I'm curious about how timeshare works outside of the continental U.S. Is the foreclosure process/law in U.S. territories (like the Virgin Islands) the same as in the continental U.S.? If my timeshare in St. Thomas is foreclosed, for example, will the deed still be in my name? I've scoured the internet for information about this but have not been able to find any concrete info.

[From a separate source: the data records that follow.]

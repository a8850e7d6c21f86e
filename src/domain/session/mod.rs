//! The session aggregate: the durable unit of a mentoring conversation.

mod aggregate;
mod references;

pub use aggregate::MentorSession;
pub use references::{ReferenceMetadata, RetrievedReference};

Thanks.


----------



## Tia (Feb 18, 2016)

Maybe inquire with someone on your timeshares board re if you have their contact info?


----------



## GrayFal (Feb 18, 2016)

Magen's Bay Resort???


----------



## hammerhammer (Feb 19, 2016)

samedw said:


> Hello everyone,
> 
> I'm curious about how timeshare works outside of the continental U.S. Is the foreclosure process/law in U.S. territories (like the Virgin Islands) the same as in the continental U.S.? If my timeshare in St. Thomas is foreclosed, for example, will the deed still be in my name? I've scoured the internet for information about this but have not been able to find any concrete info. Thanks.



This seems like the one unanswerable questions I have seen on TUG 

 I would love to know as well.

Thxs


----------